My life has been blessed. I have been the Chairman of Neurosurgery at Georgetown University and at the Massachusetts General Hospital/Harvard Medical School. My specialty has been surgery for complex brain tumors and my scientific research has involved the discovery of genes that cause brain and nervous system tumors and the creation of genetically-engineered oncolytic viruses. These are viruses that can grow in and kill cancer cells without harming the surrounding normal cells. These viruses have entered multiple advanced clinical cancer trials, spawned several companies, and have led to a large and developing field of scientific inquiry with multiple laboratories worldwide studying various oncolytic viruses for the therapy of many types of cancer.

When I was a teenager, I went to the World’s Fair in New York. The Vatican had Michelangelo’s “Pieta” on display. I saw it for perhaps 20 seconds. I cried. Not a cool thing for a teenage boy to do! But I never saw anything so beautiful in my life. From this time forward, I was always interested in sculpture but never had the time to pursue it. One day, my wife saw a sign at Acorn Studio in Marblehead announcing “Adult Sculpture Classes”. I signed up and Jack Highberger taught me how to sculpt in clay and Charlie Hahn taught me how to cast in bronze. I later connected with Carol Driscoll and Bill Nutt at the Carving Studio and Sculpture Center in West Rutland, Vermont and learned to carve stone. I shared many wonderful discussions with Lucia and Warren Prosperi who helped me learn how to conceptualize the making of art. The amazing thing about having this late-in-life career is that I now have a lifetime of experiences, thoughts, and ideas to express that I would not have had as a teenager or young man.

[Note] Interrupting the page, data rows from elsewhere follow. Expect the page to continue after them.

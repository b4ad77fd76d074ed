//! # Pipe reader: the consumer endpoint of one sink.
//!
//! [`PipeReader`] implements [`AsyncRead`] over the sink's hand-off
//! channel. Exactly one task is expected to read; the contract makes no
//! promise under multiple simultaneous readers.
//!
//! ## Lifecycle
//! ```text
//! pipe_reader(opts) ──► OPEN: reads pend while no bytes are available
//!        │
//!        ▼ close() / drop
//!      CLOSED: buffered chunks drain, then reads return end-of-stream
//!              (0 bytes); end-of-stream is sticky
//! ```
//!
//! ## Rules
//! - [`PipeCloser::close`] is idempotent and callable from any task; it
//!   cancels the sink token (unblocking in-flight writers) and unregisters
//!   the sink (unblocking a pending read without further writes).
//! - Dropping the reader closes the sink, so an abandoned consumer cannot
//!   stall emitters forever.
//! - A read that races with close still observes every chunk accepted
//!   before the channel emptied; the close is only visible once the
//!   buffer has drained.

use std::future::Future;
use std::io;
use std::pin::Pin;
use std::sync::Arc;
use std::task::{Context, Poll};

use tokio::io::{AsyncRead, ReadBuf};
use tokio::sync::mpsc;
use tokio_util::sync::{CancellationToken, WaitForCancellationFutureOwned};

use super::registry::SinkRegistry;

/// Cloneable close handle for one sink.
///
/// Owned by the consumer side; also embedded in the reader so that drop
/// closes the sink. Close is the only cancellation primitive: it unblocks
/// in-flight writes and reads in bounded time without cooperation from the
/// blocked caller.
#[derive(Clone)]
pub struct PipeCloser {
    token: CancellationToken,
    registry: Arc<SinkRegistry>,
    id: u64,
}

impl PipeCloser {
    pub(crate) fn new(token: CancellationToken, registry: Arc<SinkRegistry>, id: u64) -> Self {
        Self {
            token,
            registry,
            id,
        }
    }

    /// Transitions the sink to CLOSED. Safe to call repeatedly.
    pub fn close(&self) {
        self.token.cancel();
        self.registry.unregister(self.id);
    }

    /// True once the sink has been closed.
    #[inline]
    pub fn is_closed(&self) -> bool {
        self.token.is_cancelled()
    }
}

/// Byte-stream reader over one pipe sink.
pub struct PipeReader {
    rx: mpsc::Receiver<Vec<u8>>,
    chunk: Vec<u8>,
    pos: usize,
    done: bool,
    cancelled: Pin<Box<WaitForCancellationFutureOwned>>,
    closer: PipeCloser,
}

impl PipeReader {
    pub(crate) fn new(rx: mpsc::Receiver<Vec<u8>>, closer: PipeCloser) -> Self {
        let cancelled = Box::pin(closer.token.clone().cancelled_owned());
        Self {
            rx,
            chunk: Vec::new(),
            pos: 0,
            done: false,
            cancelled,
            closer,
        }
    }

    /// Returns a close handle usable from another task, e.g. while this
    /// reader is moved into an `io::copy` loop.
    pub fn closer(&self) -> PipeCloser {
        self.closer.clone()
    }

    /// Closes the sink. Equivalent to [`PipeCloser::close`].
    pub fn close(&self) {
        self.closer.close();
    }
}

impl AsyncRead for PipeReader {
    fn poll_read(
        self: Pin<&mut Self>,
        cx: &mut Context<'_>,
        buf: &mut ReadBuf<'_>,
    ) -> Poll<io::Result<()>> {
        let me = self.get_mut();
        loop {
            // Serve leftovers of the current chunk first; a chunk larger
            // than the caller's buffer spans multiple reads.
            if me.pos < me.chunk.len() {
                let n = usize::min(buf.remaining(), me.chunk.len() - me.pos);
                buf.put_slice(&me.chunk[me.pos..me.pos + n]);
                me.pos += n;
                return Poll::Ready(Ok(()));
            }
            if me.done {
                // Sticky end-of-stream: 0 bytes filled.
                return Poll::Ready(Ok(()));
            }
            match me.rx.poll_recv(cx) {
                Poll::Ready(Some(chunk)) => {
                    me.chunk = chunk;
                    me.pos = 0;
                }
                Poll::Ready(None) => {
                    me.done = true;
                    return Poll::Ready(Ok(()));
                }
                // Channel is empty; end the stream if the sink was closed,
                // otherwise wait for the next write or for close.
                Poll::Pending => match me.cancelled.as_mut().poll(cx) {
                    Poll::Ready(()) => {
                        me.done = true;
                        return Poll::Ready(Ok(()));
                    }
                    Poll::Pending => return Poll::Pending,
                },
            }
        }
    }
}

impl Drop for PipeReader {
    fn drop(&mut self) {
        self.closer.close();
    }
}

#[cfg(test)]
mod tests {
    use std::time::Duration;

    use tokio::io::AsyncReadExt;
    use tokio::time::timeout;

    use super::*;
    use crate::encode::OutputFormat;
    use crate::pipe::sink::PipeSink;
    use crate::records::Level;

    fn open_pipe() -> (Arc<PipeSink>, PipeReader) {
        let registry = SinkRegistry::new();
        let id = registry.next_id();
        let token = CancellationToken::new();
        let (tx, rx) = mpsc::channel(1);
        let sink = Arc::new(PipeSink::new(
            id,
            Level::Trace,
            OutputFormat::Json,
            tx,
            token.clone(),
        ));
        registry.register(Arc::clone(&sink));
        let reader = PipeReader::new(rx, PipeCloser::new(token, registry, id));
        (sink, reader)
    }

    #[tokio::test]
    async fn test_close_unblocks_pending_read() {
        let (_sink, mut reader) = open_pipe();
        let closer = reader.closer();

        let read = tokio::spawn(async move {
            let mut buf = [0u8; 16];
            reader.read(&mut buf).await
        });

        tokio::task::yield_now().await;
        closer.close();

        let n = timeout(Duration::from_secs(1), read)
            .await
            .expect("read did not unblock after close")
            .unwrap()
            .unwrap();
        assert_eq!(n, 0);
    }

    #[tokio::test]
    async fn test_buffered_chunk_drains_before_eof() {
        let (sink, mut reader) = open_pipe();
        sink.write(b"tail\n".to_vec()).await.unwrap();
        reader.close();

        let mut out = Vec::new();
        reader.read_to_end(&mut out).await.unwrap();
        assert_eq!(out, b"tail\n");

        // End-of-stream is sticky.
        let mut buf = [0u8; 4];
        assert_eq!(reader.read(&mut buf).await.unwrap(), 0);
    }

    #[tokio::test]
    async fn test_small_destination_buffer_reassembles_chunk() {
        let (sink, mut reader) = open_pipe();
        sink.write(b"abcdef".to_vec()).await.unwrap();

        let mut out = Vec::new();
        let mut buf = [0u8; 2];
        for _ in 0..3 {
            let n = reader.read(&mut buf).await.unwrap();
            out.extend_from_slice(&buf[..n]);
        }
        assert_eq!(out, b"abcdef");
    }

    #[tokio::test]
    async fn test_drop_closes_the_sink() {
        let (sink, reader) = open_pipe();
        drop(reader);
        let err = timeout(Duration::from_secs(1), sink.write(b"x".to_vec()))
            .await
            .expect("write did not fail after reader drop")
            .unwrap_err();
        assert!(err.is_closed());
    }

    #[tokio::test]
    async fn test_double_close_is_a_noop() {
        let (_sink, reader) = open_pipe();
        let closer = reader.closer();
        closer.close();
        closer.close();
        reader.close();
        assert!(closer.is_closed());
    }
}
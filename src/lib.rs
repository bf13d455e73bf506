pub mod agent_prompts;
pub mod agents;
pub mod api;
pub mod catalog;
pub mod config;
pub mod dataset;
pub mod error;
pub mod execution;
pub mod llm;
pub mod logging;
pub mod orchestrator;
pub mod plan;
pub mod services;

pub use agents::{AgentFailure, AgentResult, StructuredQueryAgent, TabularAgent};
pub use catalog::{FieldCatalog, FieldKind};
pub use config::AppConfig;
pub use dataset::UnionDataset;
pub use error::{AgentError, Result};
pub use orchestrator::{Intent, Orchestrator, OrchestratorResponse};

Of all the types of sculpture, stone sculpture, in particular, is most like neurosurgery.  It, of course, takes some dexterity and fine motor coordination. But it also has other related features. Both are helped by knowledge of anatomy. The neurosurgeon is daily taking two-dimensional images from a CT or MRI scan and translating them into three-dimensions for surgery; the same is true for the sculptor. The neurosurgeon uses stereotactic devices for transferring points in three-dimensional space; the sculptor uses a “pointing-machine” for the same purpose. Finally, when the neurosurgeon makes an incision into human flesh, there is no turning back. Risks must be taken. He can never be exactly sure what he will find on the inside or what may happen during the operation. In surgery on the brain, there is no tolerance for mistakes. I have known some artists who will not sculpt in stone for faults will be found within the stone and half-way through the work, a crack may develop or  a finger may fall off (It has happened to me!).  The risks are high. With clay, you just put the finger back on but with stone that is not possible. So my life as a neurosurgeon has trained me for this artform.